• **What you are asked to do**: Return all lines in the data where the string "Debug" can be found.

^^^^

//! Application state machine and event dispatcher.

use std::{path::PathBuf, sync::Arc};

use casedesk_core::{
  case::{Case, CaseDetail, CaseId},
  store::BreakdownRow,
  vocab::ModelTier,
  wire::{ChatRequest, DashboardSummary},
};
use crossterm::event::{KeyCode, KeyEvent, KeyModifiers};
use fuzzy_matcher::{FuzzyMatcher, skim::SkimMatcherV2};

use crate::{
  client::{ApiClient, CaseQuery},
  export,
  form::{self, CaseForm, FormField},
};

/// Updates fetched when opening a case from the Cases tab.
pub const DETAIL_HISTORY: usize = 1000;

// ─── Tabs ─────────────────────────────────────────────────────────────────────

#[derive(Debug, Clone, Copy, PartialEq, Eq)]
pub enum Tab {
  Chat,
  NewCase,
  Dashboard,
  Cases,
}

impl Tab {
  pub const ALL: [Self; 4] = [Self::Chat, Self::NewCase, Self::Dashboard, Self::Cases];

  pub fn title(self) -> &'static str {
    match self {
      Self::Chat => "Chat",
      Self::NewCase => "New Case",
      Self::Dashboard => "Dashboard",
      Self::Cases => "Cases",
    }
  }

  fn index(self) -> usize {
    Self::ALL.iter().position(|t| *t == self).unwrap_or(0)
  }

  fn step(self, forward: bool) -> Self {
    let n = Self::ALL.len();
    let i = self.index();
    Self::ALL[if forward { (i + 1) % n } else { (i + n - 1) % n }]
  }
}

// ─── Chat log ─────────────────────────────────────────────────────────────────

#[derive(Debug, Clone, PartialEq, Eq)]
pub enum Speaker {
  User,
  Assistant { ok: bool },
}

#[derive(Debug, Clone)]
pub struct ChatLine {
  pub speaker: Speaker,
  pub text:    String,
}

// ─── App ──────────────────────────────────────────────────────────────────────

/// Top-level application state.
pub struct App {
  pub tab: Tab,

  /// One-line status message shown in the status bar.
  pub status_msg: String,

  /// Where `x` writes CSV exports.
  pub export_dir: PathBuf,

  // Chat
  pub chat_log:   Vec<ChatLine>,
  pub chat_input: String,
  pub tier:       ModelTier,

  // New case
  pub form: CaseForm,

  // Dashboard
  pub summary:          Option<DashboardSummary>,
  pub breakdown:        Vec<BreakdownRow>,
  pub breakdown_scroll: usize,

  // Cases
  pub cases:         Vec<Case>,
  pub query:         CaseQuery,
  pub search:        String,
  pub search_active: bool,
  pub list_cursor:   usize,
  pub detail:        Option<CaseDetail>,
  pub detail_scroll: usize,

  /// Set when the server's data may have changed since the last fetch.
  stale: bool,

  /// Shared HTTP client.
  pub client: Arc<ApiClient>,
}

impl App {
  pub fn new(client: ApiClient, export_dir: PathBuf) -> Self {
    Self {
      tab: Tab::Chat,
      status_msg: String::new(),
      export_dir,
      chat_log: Vec::new(),
      chat_input: String::new(),
      tier: ModelTier::default(),
      form: CaseForm::default(),
      summary: None,
      breakdown: Vec::new(),
      breakdown_scroll: 0,
      cases: Vec::new(),
      query: CaseQuery::default(),
      search: String::new(),
      search_active: false,
      list_cursor: 0,
      detail: None,
      detail_scroll: 0,
      stale: true,
      client: Arc::new(client),
    }
  }

  // ── Data loading ──────────────────────────────────────────────────────────

  /// Fetch the dashboard and the case list.
  pub async fn refresh(&mut self) -> anyhow::Result<()> {
    self.status_msg = "Loading…".into();
    let result = self.fetch_all().await;
    match &result {
      Ok(()) => {
        self.stale = false;
        self.status_msg.clear();
      }
      Err(e) => self.status_msg = format!("Error: {e}"),
    }
    result
  }

  async fn fetch_all(&mut self) -> anyhow::Result<()> {
    self.summary = Some(self.client.dashboard().await?);
    self.breakdown = self.client.breakdown().await?;
    self.load_cases().await
  }

  async fn load_cases(&mut self) -> anyhow::Result<()> {
    self.cases = self.client.list_cases(&self.query).await?;
    self.list_cursor = 0;
    Ok(())
  }

  async fn refresh_if_stale(&mut self) {
    if self.stale {
      // Failures are already shown in the status bar.
      let _ = self.refresh().await;
    }
  }

  // ── Filtered list ─────────────────────────────────────────────────────────

  /// Cases whose seller name or id matches the search string.
  pub fn filtered_cases(&self) -> Vec<&Case> {
    if self.search.is_empty() {
      return self.cases.iter().collect();
    }
    let matcher = SkimMatcherV2::default();
    self
      .cases
      .iter()
      .filter(|c| {
        matcher.fuzzy_match(&c.seller_name, &self.search).is_some()
          || matcher
            .fuzzy_match(c.case_id.as_str(), &self.search)
            .is_some()
      })
      .collect()
  }

  pub fn cursor_case(&self) -> Option<&Case> {
    self.filtered_cases().get(self.list_cursor).copied()
  }

  /// `true` when printable keys are input rather than commands.
  pub fn accepts_text(&self) -> bool {
    match self.tab {
      Tab::Chat => true,
      Tab::NewCase => {
        let field = self.form.current();
        !field.is_choice() && field != FormField::Submit
      }
      Tab::Cases => self.search_active,
      Tab::Dashboard => false,
    }
  }

  // ── Key handling ──────────────────────────────────────────────────────────

  /// Process a key event. Returns `true` to continue, `false` to quit.
  pub async fn handle_key(&mut self, key: KeyEvent) -> anyhow::Result<bool> {
    // Global: Ctrl-C quits from anywhere.
    if key.modifiers.contains(KeyModifiers::CONTROL) && key.code == KeyCode::Char('c') {
      return Ok(false);
    }

    match key.code {
      KeyCode::Tab => return self.switch_tab(self.tab.step(true)).await,
      KeyCode::BackTab => return self.switch_tab(self.tab.step(false)).await,
      KeyCode::F(2) => {
        self.tier = form::cycle(self.tier, true);
        self.status_msg = format!("Model tier: {}", self.tier);
        return Ok(true);
      }
      KeyCode::Char(c @ '1'..='4') if !self.accepts_text() => {
        let i = c as usize - '1' as usize;
        return self.switch_tab(Tab::ALL[i]).await;
      }
      _ => {}
    }

    match self.tab {
      Tab::Chat => self.handle_chat_key(key).await,
      Tab::NewCase => self.handle_form_key(key).await,
      Tab::Dashboard => self.handle_dashboard_key(key).await,
      Tab::Cases if self.search_active => Ok(self.handle_search_key(key)),
      Tab::Cases if self.detail.is_some() => Ok(self.handle_detail_key(key)),
      Tab::Cases => self.handle_list_key(key).await,
    }
  }

  async fn switch_tab(&mut self, tab: Tab) -> anyhow::Result<bool> {
    self.tab = tab;
    self.status_msg.clear();
    if matches!(tab, Tab::Dashboard | Tab::Cases) {
      self.refresh_if_stale().await;
    }
    Ok(true)
  }

  // ── Chat ──────────────────────────────────────────────────────────────────

  async fn handle_chat_key(&mut self, key: KeyEvent) -> anyhow::Result<bool> {
    match key.code {
      KeyCode::Esc => self.chat_input.clear(),
      KeyCode::Backspace => {
        self.chat_input.pop();
      }
      KeyCode::Enter => self.send_chat().await,
      KeyCode::Char(c) => self.chat_input.push(c),
      _ => {}
    }
    Ok(true)
  }

  async fn send_chat(&mut self) {
    let message = self.chat_input.trim().to_owned();
    if message.is_empty() {
      return;
    }
    self.chat_input.clear();
    self.chat_log.push(ChatLine {
      speaker: Speaker::User,
      text:    message.clone(),
    });

    self.status_msg = format!("Thinking ({})…", self.tier);
    let request = ChatRequest {
      message,
      tier: Some(self.tier),
    };
    let line = match self.client.chat(&request).await {
      Ok(reply) => {
        if reply.case_id.is_some() {
          self.stale = true;
        }
        ChatLine {
          speaker: Speaker::Assistant { ok: reply.ok },
          text:    reply.text,
        }
      }
      Err(e) => ChatLine {
        speaker: Speaker::Assistant { ok: false },
        text:    format!("❌ {e}"),
      },
    };
    self.chat_log.push(line);
    self.status_msg.clear();
  }

  // ── New case ──────────────────────────────────────────────────────────────

  async fn handle_form_key(&mut self, key: KeyEvent) -> anyhow::Result<bool> {
    match key.code {
      KeyCode::Down => self.form.next(),
      KeyCode::Up => self.form.prev(),
      KeyCode::Left => self.form.cycle_current(false),
      KeyCode::Right => self.form.cycle_current(true),
      KeyCode::Backspace => self.form.backspace(),
      KeyCode::Enter if self.form.current() == FormField::Submit => {
        self.submit_form().await;
      }
      KeyCode::Enter => self.form.next(),
      KeyCode::Esc => {
        self.form = CaseForm::default();
        self.status_msg = "Form cleared".into();
      }
      KeyCode::Char(c) => self.form.push_char(c),
      _ => {}
    }
    Ok(true)
  }

  async fn submit_form(&mut self) {
    let input = match self.form.to_new_case() {
      Ok(input) => input,
      Err(e) => {
        self.status_msg = format!("❌ {e:#}");
        return;
      }
    };
    match self.client.create_case(&input).await {
      Ok(case) => {
        self.status_msg = format!("✅ Created {} for {}", case.case_id, case.seller_name);
        self.form = CaseForm::default();
        self.stale = true;
      }
      Err(e) => self.status_msg = format!("❌ {e:#}"),
    }
  }

  // ── Dashboard ─────────────────────────────────────────────────────────────

  async fn handle_dashboard_key(&mut self, key: KeyEvent) -> anyhow::Result<bool> {
    match key.code {
      KeyCode::Char('q') => return Ok(false),
      KeyCode::Char('r') => {
        let _ = self.refresh().await;
      }
      KeyCode::Down | KeyCode::Char('j') => {
        if self.breakdown_scroll + 1 < self.breakdown.len() {
          self.breakdown_scroll += 1;
        }
      }
      KeyCode::Up | KeyCode::Char('k') => {
        self.breakdown_scroll = self.breakdown_scroll.saturating_sub(1);
      }
      _ => {}
    }
    Ok(true)
  }

  // ── Cases ─────────────────────────────────────────────────────────────────

  fn handle_search_key(&mut self, key: KeyEvent) -> bool {
    match key.code {
      KeyCode::Esc => {
        self.search_active = false;
        self.search.clear();
      }
      KeyCode::Enter => self.search_active = false,
      KeyCode::Backspace => {
        self.search.pop();
      }
      KeyCode::Char(c) => self.search.push(c),
      _ => return true,
    }
    self.list_cursor = 0;
    true
  }

  async fn handle_list_key(&mut self, key: KeyEvent) -> anyhow::Result<bool> {
    match key.code {
      // Quit
      KeyCode::Char('q') => return Ok(false),

      // Navigation
      KeyCode::Down | KeyCode::Char('j') => {
        if self.list_cursor + 1 < self.filtered_cases().len() {
          self.list_cursor += 1;
        }
      }
      KeyCode::Up | KeyCode::Char('k') => {
        self.list_cursor = self.list_cursor.saturating_sub(1);
      }

      // Filters
      KeyCode::Char('s') => {
        self.query.case_status = form::cycle_filter(self.query.case_status);
        self.reload_list().await;
      }
      KeyCode::Char('m') => {
        self.query.marketplace = form::cycle_filter(self.query.marketplace);
        self.reload_list().await;
      }
      KeyCode::Char('p') => {
        self.query.priority = form::cycle_filter(self.query.priority);
        self.reload_list().await;
      }
      KeyCode::Char('c') => {
        self.query = CaseQuery::default();
        self.search.clear();
        self.reload_list().await;
      }
      KeyCode::Char('/') => {
        self.search_active = true;
        self.search.clear();
        self.list_cursor = 0;
      }
      KeyCode::Char('r') => {
        let _ = self.refresh().await;
      }

      // Detail
      KeyCode::Enter | KeyCode::Right | KeyCode::Char('l') => {
        if let Some(id) = self.cursor_case().map(|c| c.case_id.clone()) {
          self.open_detail(&id).await;
        }
      }

      // Export
      KeyCode::Char('x') => self.export().await,

      _ => {}
    }
    Ok(true)
  }

  fn handle_detail_key(&mut self, key: KeyEvent) -> bool {
    match key.code {
      KeyCode::Char('q') => return false,
      KeyCode::Esc | KeyCode::Left | KeyCode::Char('h') => {
        self.detail = None;
        self.detail_scroll = 0;
      }
      KeyCode::Down | KeyCode::Char('j') => self.detail_scroll += 1,
      KeyCode::Up | KeyCode::Char('k') => {
        self.detail_scroll = self.detail_scroll.saturating_sub(1);
      }
      _ => {}
    }
    true
  }

  async fn reload_list(&mut self) {
    if let Err(e) = self.load_cases().await {
      self.status_msg = format!("Error: {e}");
    }
  }

  async fn open_detail(&mut self, id: &CaseId) {
    self.status_msg = "Loading…".into();
    match self.client.get_case(id, DETAIL_HISTORY).await {
      Ok(detail) => {
        self.detail = Some(detail);
        self.detail_scroll = 0;
        self.status_msg.clear();
      }
      Err(e) => self.status_msg = format!("Error: {e}"),
    }
  }

  async fn export(&mut self) {
    let result = match self.client.export_csv(&self.query).await {
      Ok(body) => export::write_export(&self.export_dir, &body),
      Err(e) => Err(e),
    };
    self.status_msg = match result {
      Ok(path) => format!("Exported to {}", path.display()),
      Err(e) => format!("❌ {e:#}"),
    };
  }
}

#[cfg(test)]
mod tests {
  use std::time::Duration;

  use casedesk_core::case::NewCase;
  use chrono::Utc;

  use super::*;
  use crate::client::ApiConfig;

  fn app() -> App {
    let client = ApiClient::new(ApiConfig {
      base_url: "http://127.0.0.1:9".into(),
      timeout:  Duration::from_secs(1),
    })
    .unwrap();
    let mut app = App::new(client, std::env::temp_dir());
    app.cases = [(1, "Acme Corporation"), (2, "Global Retailers Inc"), (3, "Tech Solutions Ltd")]
      .into_iter()
      .map(|(n, name)| {
        NewCase::new(name, "Auth").into_case(CaseId::from_seq(n), 12345, Utc::now())
      })
      .collect();
    app
  }

  fn press(code: KeyCode) -> KeyEvent { KeyEvent::new(code, KeyModifiers::NONE) }

  #[test]
  fn search_matches_seller_or_id() {
    let mut app = app();
    app.search = "glob".into();
    let hits: Vec<_> = app.filtered_cases().iter().map(|c| c.case_id.as_str()).collect();
    assert_eq!(hits, ["CASE-0002"]);

    app.search = "0003".into();
    assert_eq!(app.filtered_cases().len(), 1);
  }

  #[tokio::test]
  async fn digits_type_into_chat_but_switch_elsewhere() {
    let mut app = app();
    app.handle_key(press(KeyCode::Char('3'))).await.unwrap();
    assert_eq!(app.tab, Tab::Chat);
    assert_eq!(app.chat_input, "3");

    app.tab = Tab::NewCase;
    app.form.cursor = FormField::ALL
      .iter()
      .position(|f| *f == FormField::Priority)
      .unwrap();
    app.stale = false;
    app.handle_key(press(KeyCode::Char('1'))).await.unwrap();
    assert_eq!(app.tab, Tab::Chat);
  }

  #[tokio::test]
  async fn f2_cycles_tier() {
    let mut app = app();
    assert_eq!(app.tier, ModelTier::Balanced);
    app.handle_key(press(KeyCode::F(2))).await.unwrap();
    assert_eq!(app.tier, ModelTier::Smart);
  }

  #[tokio::test]
  async fn search_mode_captures_keys() {
    let mut app = app();
    app.tab = Tab::Cases;
    app.handle_key(press(KeyCode::Char('/'))).await.unwrap();
    for c in "tech".chars() {
      app.handle_key(press(KeyCode::Char(c))).await.unwrap();
    }
    assert_eq!(app.search, "tech");
    assert_eq!(app.filtered_cases().len(), 1);

    app.handle_key(press(KeyCode::Esc)).await.unwrap();
    assert!(!app.search_active);
    assert_eq!(app.filtered_cases().len(), 3);
  }

  #[tokio::test]
  async fn q_quits_from_cases() {
    let mut app = app();
    app.tab = Tab::Cases;
    assert!(!app.handle_key(press(KeyCode::Char('q'))).await.unwrap());
  }
}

^^^^

• **Problem solution**:
#[derive(Debug, Clone, Copy, PartialEq, Eq)]
#[derive(Debug, Clone, PartialEq, Eq)]
#[derive(Debug, Clone)]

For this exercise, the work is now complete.